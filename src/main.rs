// SPDX-License-Identifier: MPL-2.0
use gesture_gallery::app::{self, paths, Flags};
use gesture_gallery::config;
use std::process::ExitCode;
use tracing::{error, info};
use tracing_subscriber::EnvFilter;

const HELP: &str = "\
GestureGallery - pinch, rotate, drag, double-tap and long-press playground

USAGE:
  gesture_gallery [OPTIONS]

OPTIONS:
  --lang <ID>          UI language (e.g. en-US, fr)
  --config-dir <DIR>   Directory holding settings.toml
  --assets-dir <DIR>   Directory holding the gallery images
  --write-config       Write the effective settings.toml and exit
  -h, --help           Print this help

ENVIRONMENT:
  GESTURE_GALLERY_CONFIG_DIR   Config directory when --config-dir is absent
  RUST_LOG                     Log filter (default: info)
";

struct Args {
    flags: Flags,
    write_config: bool,
}

fn parse_args() -> Result<Option<Args>, pico_args::Error> {
    let mut args = pico_args::Arguments::from_env();

    if args.contains(["-h", "--help"]) {
        return Ok(None);
    }

    let write_config = args.contains("--write-config");
    let flags = Flags {
        lang: args.opt_value_from_str("--lang")?,
        config_dir: args.opt_value_from_str("--config-dir")?,
        assets_dir: args.opt_value_from_str("--assets-dir")?,
    };

    let remaining = args.finish();
    if !remaining.is_empty() {
        return Err(pico_args::Error::ArgumentParsingFailed {
            cause: format!("unexpected arguments: {remaining:?}"),
        });
    }

    Ok(Some(Args {
        flags,
        write_config,
    }))
}

fn init_tracing() {
    let filter = EnvFilter::try_from_default_env().unwrap_or_else(|_| EnvFilter::new("info"));
    tracing_subscriber::fmt().with_env_filter(filter).init();
}

fn write_config() -> ExitCode {
    let (config, _) = config::load();
    match config::save(&config) {
        Ok(()) => {
            if let Some(path) = config::config_path() {
                info!(path = %path.display(), "settings written");
            }
            ExitCode::SUCCESS
        }
        Err(err) => {
            error!(error = %err, "could not write settings");
            ExitCode::FAILURE
        }
    }
}

fn main() -> ExitCode {
    init_tracing();

    let args = match parse_args() {
        Ok(Some(args)) => args,
        Ok(None) => {
            print!("{HELP}");
            return ExitCode::SUCCESS;
        }
        Err(err) => {
            error!(error = %err, "invalid arguments");
            eprint!("{HELP}");
            return ExitCode::from(2);
        }
    };

    paths::init_cli_overrides(args.flags.config_dir.clone());

    if args.write_config {
        return write_config();
    }

    match app::run(args.flags) {
        Ok(()) => ExitCode::SUCCESS,
        Err(err) => {
            error!(error = %err, "application error");
            ExitCode::FAILURE
        }
    }
}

» Directions for this task: Take the first line of the material above as the start and the line that contains "const HELP: &str" as the end. Output only that span, every line exactly as it stands.

» Response to this task:
filename src/main.rs
// SPDX-License-Identifier: MPL-2.0
use gesture_gallery::app::{self, paths, Flags};
use gesture_gallery::config;
use std::process::ExitCode;
use tracing::{error, info};
use tracing_subscriber::EnvFilter;

const HELP: &str = "\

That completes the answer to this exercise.